Ce n'est qu'en 2009, que la Sonatrach a commencé à travailler sur ce dossier. Le 20 avril de cette année, la division Engineering et Construction (ENC) a lancé une consultation restreinte pour une étude «Front End Engineering And Design» (FEED), ayant pour but, l'élaboration de l'ensemble des documents nécessaires pour la constitution d'un dossier final en vue du lancement d'un appel d'offres pour la réalisation en EPC des installations de Séparation et Boosting Entrée Alrar. Cinq ans sont déjà passés depuis la première alerte sur le détournement du pétrole et gaz algériens par les Italiens de l'ENI. La Division ENC et sa hiérarchie du PED mettront deux ans supplémentaires pour sélectionner la société d'engineering qui allait réaliser ces études d'avant-projet détaillé (FEED). Le plus drôle est qu'en date du 27 février 2011, alors que Chakib était parti depuis six mois, l'ENC signait le contrat de FEED avec Genesis Oil&Gas, une filiale londonienne de la compagnie française Technip. A cette époque, Technip et l'italienne ENI étaient pris, ensemble, la main dans le sac sur une affaire de corruption pour l'obtention de contrats gaziers au Nigeria. Tout le monde à la Sonatrach se posait la question de savoir qui a pris le relais de Chakib Khelil sur cette affaire de Wafa-Alrar. Car, pour la réalisation de cette étude, qui a coûté la bagatelle de 8 millions de dollars, la Sonatrach a accordé un délai dépassant l'imagination. Pire encore, cette Division de l'Amont ne lancera les consultations sélectives pour le choix du constructeur qu'en date du 5 juin 2012. Même les «vautours» de Saipem, Lead et SNC Lavalin étaient à ce rendez-vous et espéraient décrocher ce marché. La Division ENC mettra une année et demie pour clôturer le processus d'attribution du contrat d'engineering pour la réalisation des installations de Séparation et de Boosting d'Alrar. Le 18 août 2013, la Sonatrach attribuait ce marché au groupement Petrofac-Bonatti, pour un montant de 52.88 milliards de dinars, soit 650 millions de dollars.

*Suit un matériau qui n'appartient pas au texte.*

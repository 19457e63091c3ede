use std::{
    fs::File,
    io::BufReader,
    path::{Path, PathBuf},
    time::{Duration, Instant},
};

use anyhow::Context as _;
use clap::{Parser, Subcommand, ValueEnum};
use rand::{Rng as _, SeedableRng as _};

use annostack::{
    AnnotationMeta, BoundingBox, ComposeStrategy, ComposeThreading, Compositor, CompositorOpts,
    Layer, LayerStack, Mask, PixelBuffer, Shape, StackOpts, mask_to_layer,
};

#[derive(Parser, Debug)]
#[command(name = "annostack", version)]
struct Cli {
    #[command(subcommand)]
    cmd: Command,
}

#[derive(Subcommand, Debug)]
enum Command {
    /// Push random filled circles and time a composite after every push.
    Bench(BenchArgs),
    /// Flatten mask annotations over a base image and write a PNG.
    Flatten(FlattenArgs),
}

#[derive(Parser, Debug)]
struct BenchArgs {
    /// Image width in pixels.
    #[arg(long, default_value_t = 2000)]
    width: usize,

    /// Image height in pixels.
    #[arg(long, default_value_t = 1500)]
    height: usize,

    /// Overlay layers to push.
    #[arg(long, default_value_t = 200)]
    layers: usize,

    /// Composite routine run after each push.
    #[arg(long, value_enum, default_value_t = StrategyChoice::Cached)]
    strategy: StrategyChoice,

    /// Disable the worker pool.
    #[arg(long)]
    serial: bool,

    /// Explicit worker thread count.
    #[arg(long)]
    threads: Option<usize>,

    /// RNG seed for circle placement.
    #[arg(long, default_value_t = 0)]
    seed: u64,

    /// Print a timing line every N pushes (0 = only the summary).
    #[arg(long, default_value_t = 25)]
    report_every: usize,
}

#[derive(Parser, Debug)]
struct FlattenArgs {
    /// Base image (any format the `image` crate decodes).
    #[arg(long)]
    base: PathBuf,

    /// JSON list of annotations, bottom to top.
    #[arg(long)]
    layers: PathBuf,

    /// Output PNG path.
    #[arg(long)]
    out: PathBuf,

    /// Stroke every annotation's bounding box on the output.
    #[arg(long)]
    boxes: bool,

    /// Stroke thickness used with `--boxes`.
    #[arg(long, default_value_t = 2)]
    thickness: usize,

    /// Write annotation metadata records here as a JSON list.
    #[arg(long)]
    meta: Option<PathBuf>,
}

#[derive(Clone, Copy, Debug, ValueEnum)]
enum StrategyChoice {
    Full,
    Cached,
    Regions,
}

impl From<StrategyChoice> for ComposeStrategy {
    fn from(choice: StrategyChoice) -> Self {
        match choice {
            StrategyChoice::Full => ComposeStrategy::Full,
            StrategyChoice::Cached => ComposeStrategy::Cached,
            StrategyChoice::Regions => ComposeStrategy::Regions,
        }
    }
}

/// One entry of the `--layers` file. Mask paths are relative to the file.
#[derive(Debug, serde::Deserialize)]
struct AnnotationSpec {
    mask: PathBuf,
    name: String,
    class_name: String,
    #[serde(default)]
    color: Option<[u8; 3]>,
}

fn main() -> anyhow::Result<()> {
    let cli = Cli::parse();
    match cli.cmd {
        Command::Bench(args) => cmd_bench(args),
        Command::Flatten(args) => cmd_flatten(args),
    }
}

fn threading(serial: bool, threads: Option<usize>) -> ComposeThreading {
    ComposeThreading {
        parallel: !serial,
        threads,
        ..ComposeThreading::default()
    }
}

fn cmd_bench(args: BenchArgs) -> anyhow::Result<()> {
    if args.width == 0 || args.height == 0 {
        anyhow::bail!("--width/--height must be > 0");
    }

    let shape = Shape::new(args.height, args.width, 3)?;
    let base = PixelBuffer::filled(shape, &[0, 0, 255])?;
    let mut stack = LayerStack::new(base, StackOpts::default())?;
    let mut compositor = Compositor::for_stack(
        &stack,
        CompositorOpts {
            threading: threading(args.serial, args.threads),
        },
    )?;
    let strategy = ComposeStrategy::from(args.strategy);
    let mut rng = rand::rngs::StdRng::seed_from_u64(args.seed);

    eprintln!(
        "bench: {}x{} layers={} strategy={:?} mode={}",
        args.width,
        args.height,
        args.layers,
        args.strategy,
        if args.serial { "serial" } else { "parallel" }
    );

    let mut times = Vec::with_capacity(args.layers);
    for i in 1..=args.layers {
        let layer = random_circle(&mut rng, shape)?;
        stack.push(layer)?;

        let t = Instant::now();
        let out = compositor.compose(&stack, strategy)?;
        let elapsed = t.elapsed();
        std::hint::black_box(out);
        times.push(elapsed);

        if args.report_every > 0 && i % args.report_every == 0 {
            let stats = compositor.last_cached_stats();
            eprintln!(
                "layer {i:04}: compose={:.3}ms capacity={} reallocations={} changed_hits={} rescans={}",
                elapsed.as_secs_f64() * 1000.0,
                stack.capacity(),
                stack.reallocations(),
                stats.changed_hits,
                stats.rescans,
            );
        }
    }

    report_percentiles(&times);
    Ok(())
}

// Filled circle with a random non-zero colour, clipped to the buffer.
fn random_circle(rng: &mut rand::rngs::StdRng, shape: Shape) -> anyhow::Result<Layer> {
    let cy = rng.gen_range(0..shape.height) as i64;
    let cx = rng.gen_range(0..shape.width) as i64;
    let radius: i64 = rng.gen_range(5..=50);
    let color = [
        rng.gen_range(1..=255u8),
        rng.gen_range(1..=255u8),
        rng.gen_range(1..=255u8),
    ];

    let h = shape.height as i64;
    let w = shape.width as i64;
    let bbox = BoundingBox::from_signed(
        (cy - radius).max(0),
        (cx - radius).max(0),
        (cy + radius + 1).min(h),
        (cx + radius + 1).min(w),
    )?;

    let mut pixels = PixelBuffer::new(shape)?;
    for r in bbox.rows() {
        for c in bbox.cols() {
            let (dy, dx) = (r as i64 - cy, c as i64 - cx);
            if dy * dy + dx * dx <= radius * radius {
                pixels.set_pixel(r, c, &color)?;
            }
        }
    }
    Ok(Layer::new(pixels, bbox))
}

fn report_percentiles(times: &[Duration]) {
    fn p(v: &[Duration], p: f64) -> Duration {
        if v.is_empty() {
            return Duration::ZERO;
        }
        let n = v.len();
        let rank = (p * (n as f64)).ceil().clamp(1.0, n as f64) as usize;
        v[rank - 1]
    }

    let mut v = times.to_vec();
    v.sort_by_key(|d| d.as_nanos());
    let total: Duration = v.iter().sum();
    eprintln!(
        "\ncompose across {} pushes: total={:.3}s p50={:.3}ms p90={:.3}ms p99={:.3}ms",
        v.len(),
        total.as_secs_f64(),
        p(&v, 0.50).as_secs_f64() * 1000.0,
        p(&v, 0.90).as_secs_f64() * 1000.0,
        p(&v, 0.99).as_secs_f64() * 1000.0,
    );
}

fn read_annotations(path: &Path) -> anyhow::Result<Vec<AnnotationSpec>> {
    let f = File::open(path).with_context(|| format!("open layers '{}'", path.display()))?;
    let r = BufReader::new(f);
    serde_json::from_reader(r).with_context(|| "parse layers JSON")
}

fn load_mask(path: &Path, shape: Shape) -> anyhow::Result<Mask> {
    let img = image::open(path)
        .with_context(|| format!("decode mask '{}'", path.display()))?
        .into_luma8();
    if img.width() as usize != shape.width || img.height() as usize != shape.height {
        anyhow::bail!(
            "mask '{}' is {}x{}, base image is {}x{}",
            path.display(),
            img.height(),
            img.width(),
            shape.height,
            shape.width
        );
    }
    Ok(Mask::from_bytes(shape.height, shape.width, img.as_raw())?)
}

fn cmd_flatten(args: FlattenArgs) -> anyhow::Result<()> {
    let base = image::open(&args.base)
        .with_context(|| format!("decode base image '{}'", args.base.display()))?;
    let base = PixelBuffer::from_dynamic(base);
    let shape = base.shape();

    let annotations = read_annotations(&args.layers)?;
    let mask_root = args.layers.parent().unwrap_or_else(|| Path::new("."));

    let mut stack = LayerStack::new(base, StackOpts::default())?;
    let mut metas = Vec::with_capacity(annotations.len());
    for a in &annotations {
        let mask = load_mask(&mask_root.join(&a.mask), shape)?;
        let layer = mask_to_layer(&mask, shape.channels, a.color.as_ref().map(|c| &c[..]))
            .with_context(|| format!("annotation '{}'", a.name))?;
        let index = stack.push(layer)?;
        metas.push(AnnotationMeta::for_layer(
            &a.name,
            &a.class_name,
            &stack.layer_at(index)?,
            shape,
        ));
    }

    let mut compositor = Compositor::for_stack(&stack, CompositorOpts::default())?;
    let mut out = compositor.compose(&stack, ComposeStrategy::Regions)?;
    if args.boxes {
        compositor.draw_boxes(&mut out, stack.overlay_bounds(), &[255, 255, 0], args.thickness)?;
    }

    if let Some(parent) = args.out.parent() {
        std::fs::create_dir_all(parent)
            .with_context(|| format!("create output dir '{}'", parent.display()))?;
    }
    out.to_rgb8()?
        .save_with_format(&args.out, image::ImageFormat::Png)
        .with_context(|| format!("write png '{}'", args.out.display()))?;
    eprintln!("wrote {}", args.out.display());

    if let Some(meta_path) = &args.meta {
        let json = serde_json::to_string_pretty(&metas).with_context(|| "serialize metadata")?;
        std::fs::write(meta_path, json)
            .with_context(|| format!("write metadata '{}'", meta_path.display()))?;
        eprintln!("wrote {}", meta_path.display());
    }
    Ok(())
}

Si on tient compte du délai (32 mois) accordé à la réalisation du projet, les installations d'Alrar ne seront opérationnelles qu'en juin 2016. Dix ans exactement après la première sonnette d'alarme tirée par les cadres de la Sonatrach.
Aucune action d'arbitrage
Du temps de Chakib Khelil, aucune action n'a été menée en direction des Libyens ou des Italiens pour défendre les intérêts de Chakib Khelil. Le 20 février 2012, notre ancien ministre de l'Energie va s'associer avec son homologue libyen, Choukri Ghanem, pour la création, en Autriche, d'une société de conseil dénommée CGKL. A cette même époque, le tribunal de Milan enquêtait sur les relations de Chakib Khelil avec Paolo Scaroni, le président de l'ENI. L'axe du mal est donc identifié. Mais, le plus impressionnant dans l'histoire est le fait que même après le départ de Chakib Khelil, les Italiens continuent de pomper notre pétrole sans que les dirigeants de Sonatrach lèvent le petit doigt pour concrétiser le projet du Boosting d'Alrar. Les communications entre les réservoirs existent partout dans le monde. Chez les pétroliers, on a toujours recours à une opération d'arbitrage pour déterminer les droits de chaque exploitant. Ni Youcef Yousfi ni Salah Khebri n'ont agi dans ce sens, alors que même sur le territoire national, au niveau du champ Sif Fatma Nord-Est (SFNE), l'ENI continue de détourner, dans l'impunité, le pétrole de Sonatrach (Cf. notre édition du 5 mars 2013).